• **Your objective**
Search the data below for the string "Result" and copy all lines where it shows up.
* * * * * * *
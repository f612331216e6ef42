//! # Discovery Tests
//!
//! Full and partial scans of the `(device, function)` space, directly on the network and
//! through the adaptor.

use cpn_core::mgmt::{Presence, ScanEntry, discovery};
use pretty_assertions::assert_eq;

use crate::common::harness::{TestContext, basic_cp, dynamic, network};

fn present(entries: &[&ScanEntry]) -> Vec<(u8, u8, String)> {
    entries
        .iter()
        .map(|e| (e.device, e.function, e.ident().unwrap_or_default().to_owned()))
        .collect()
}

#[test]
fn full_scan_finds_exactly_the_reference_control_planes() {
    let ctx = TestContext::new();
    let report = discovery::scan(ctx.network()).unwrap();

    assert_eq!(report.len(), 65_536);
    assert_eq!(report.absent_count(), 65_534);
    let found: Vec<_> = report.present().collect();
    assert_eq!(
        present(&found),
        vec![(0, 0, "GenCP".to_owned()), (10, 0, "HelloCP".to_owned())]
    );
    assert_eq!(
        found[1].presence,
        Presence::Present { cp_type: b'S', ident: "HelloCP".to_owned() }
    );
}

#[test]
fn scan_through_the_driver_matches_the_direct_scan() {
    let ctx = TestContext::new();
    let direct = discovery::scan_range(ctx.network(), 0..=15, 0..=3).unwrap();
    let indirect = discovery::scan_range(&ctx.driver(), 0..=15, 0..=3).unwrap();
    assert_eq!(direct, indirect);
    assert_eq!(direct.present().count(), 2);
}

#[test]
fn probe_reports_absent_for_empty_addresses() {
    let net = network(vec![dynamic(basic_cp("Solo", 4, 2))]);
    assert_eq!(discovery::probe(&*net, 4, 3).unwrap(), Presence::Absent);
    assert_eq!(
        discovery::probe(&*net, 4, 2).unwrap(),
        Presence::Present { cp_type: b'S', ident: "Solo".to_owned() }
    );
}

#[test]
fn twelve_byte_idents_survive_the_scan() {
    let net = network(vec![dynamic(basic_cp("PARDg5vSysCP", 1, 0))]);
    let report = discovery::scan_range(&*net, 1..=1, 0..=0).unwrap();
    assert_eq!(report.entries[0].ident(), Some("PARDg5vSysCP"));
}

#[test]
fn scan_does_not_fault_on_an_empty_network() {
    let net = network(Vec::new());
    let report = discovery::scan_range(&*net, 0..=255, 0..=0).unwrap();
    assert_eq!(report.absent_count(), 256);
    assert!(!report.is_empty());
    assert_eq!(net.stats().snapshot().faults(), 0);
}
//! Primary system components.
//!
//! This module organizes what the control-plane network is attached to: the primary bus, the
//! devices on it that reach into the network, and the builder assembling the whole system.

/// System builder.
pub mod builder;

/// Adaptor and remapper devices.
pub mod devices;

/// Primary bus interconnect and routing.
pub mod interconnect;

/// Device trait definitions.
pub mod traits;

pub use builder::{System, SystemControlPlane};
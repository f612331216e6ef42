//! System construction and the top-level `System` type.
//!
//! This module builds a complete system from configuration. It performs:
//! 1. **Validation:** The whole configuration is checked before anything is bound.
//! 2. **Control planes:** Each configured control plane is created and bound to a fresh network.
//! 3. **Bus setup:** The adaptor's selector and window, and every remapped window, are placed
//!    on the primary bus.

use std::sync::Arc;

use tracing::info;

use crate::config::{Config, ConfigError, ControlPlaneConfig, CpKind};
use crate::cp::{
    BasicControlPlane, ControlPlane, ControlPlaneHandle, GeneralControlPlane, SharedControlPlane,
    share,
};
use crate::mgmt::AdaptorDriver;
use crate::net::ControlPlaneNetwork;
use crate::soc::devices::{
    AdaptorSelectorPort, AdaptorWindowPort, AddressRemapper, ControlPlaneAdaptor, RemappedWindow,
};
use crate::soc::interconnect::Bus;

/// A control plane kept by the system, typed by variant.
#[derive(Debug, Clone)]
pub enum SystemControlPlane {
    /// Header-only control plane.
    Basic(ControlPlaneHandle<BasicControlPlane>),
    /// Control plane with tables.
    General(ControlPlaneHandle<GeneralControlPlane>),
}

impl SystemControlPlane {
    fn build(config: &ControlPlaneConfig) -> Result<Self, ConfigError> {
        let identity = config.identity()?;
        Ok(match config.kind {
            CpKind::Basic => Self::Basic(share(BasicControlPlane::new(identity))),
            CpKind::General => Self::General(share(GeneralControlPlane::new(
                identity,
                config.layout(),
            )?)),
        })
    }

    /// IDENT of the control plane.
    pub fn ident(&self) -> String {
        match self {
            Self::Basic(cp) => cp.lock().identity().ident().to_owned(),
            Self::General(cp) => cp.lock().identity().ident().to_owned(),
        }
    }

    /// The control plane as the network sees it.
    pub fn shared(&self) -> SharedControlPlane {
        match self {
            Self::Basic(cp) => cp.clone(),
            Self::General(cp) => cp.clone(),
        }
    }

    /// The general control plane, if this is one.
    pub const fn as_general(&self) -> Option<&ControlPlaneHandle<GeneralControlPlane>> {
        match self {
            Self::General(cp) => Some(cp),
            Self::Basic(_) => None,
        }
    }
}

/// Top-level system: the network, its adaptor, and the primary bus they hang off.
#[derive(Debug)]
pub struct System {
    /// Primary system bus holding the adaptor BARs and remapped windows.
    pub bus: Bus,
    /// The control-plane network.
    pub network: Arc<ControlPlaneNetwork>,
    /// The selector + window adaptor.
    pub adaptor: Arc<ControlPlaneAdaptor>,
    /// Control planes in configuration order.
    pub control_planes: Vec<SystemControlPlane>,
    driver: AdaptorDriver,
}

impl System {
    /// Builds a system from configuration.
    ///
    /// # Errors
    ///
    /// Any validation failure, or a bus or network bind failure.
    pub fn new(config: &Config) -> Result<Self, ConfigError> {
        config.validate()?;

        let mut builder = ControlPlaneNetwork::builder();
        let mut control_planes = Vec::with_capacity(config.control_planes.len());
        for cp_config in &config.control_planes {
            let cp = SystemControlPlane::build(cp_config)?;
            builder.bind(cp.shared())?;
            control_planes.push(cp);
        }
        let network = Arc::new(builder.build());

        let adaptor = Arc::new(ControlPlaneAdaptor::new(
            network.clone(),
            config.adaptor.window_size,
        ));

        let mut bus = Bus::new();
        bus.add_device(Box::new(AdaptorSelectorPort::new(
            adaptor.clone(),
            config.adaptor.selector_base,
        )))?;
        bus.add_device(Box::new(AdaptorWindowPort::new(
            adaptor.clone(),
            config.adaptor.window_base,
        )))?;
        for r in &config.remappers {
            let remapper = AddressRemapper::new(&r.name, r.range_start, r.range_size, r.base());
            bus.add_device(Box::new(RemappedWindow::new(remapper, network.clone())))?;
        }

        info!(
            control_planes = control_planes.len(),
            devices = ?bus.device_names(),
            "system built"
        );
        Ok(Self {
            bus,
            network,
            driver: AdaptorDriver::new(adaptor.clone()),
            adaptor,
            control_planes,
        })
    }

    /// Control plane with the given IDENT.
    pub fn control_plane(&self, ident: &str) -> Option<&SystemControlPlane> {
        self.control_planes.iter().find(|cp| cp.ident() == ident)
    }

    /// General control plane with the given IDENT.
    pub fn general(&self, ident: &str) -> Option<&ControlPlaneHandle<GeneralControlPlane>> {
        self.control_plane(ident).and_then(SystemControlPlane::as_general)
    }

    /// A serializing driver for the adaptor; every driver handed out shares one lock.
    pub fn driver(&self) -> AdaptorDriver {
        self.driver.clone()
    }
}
* * * * * * *
• **Exercise solution**
    fn build(config: &ControlPlaneConfig) -> Result<Self, ConfigError> {
    pub fn new(config: &Config) -> Result<Self, ConfigError> {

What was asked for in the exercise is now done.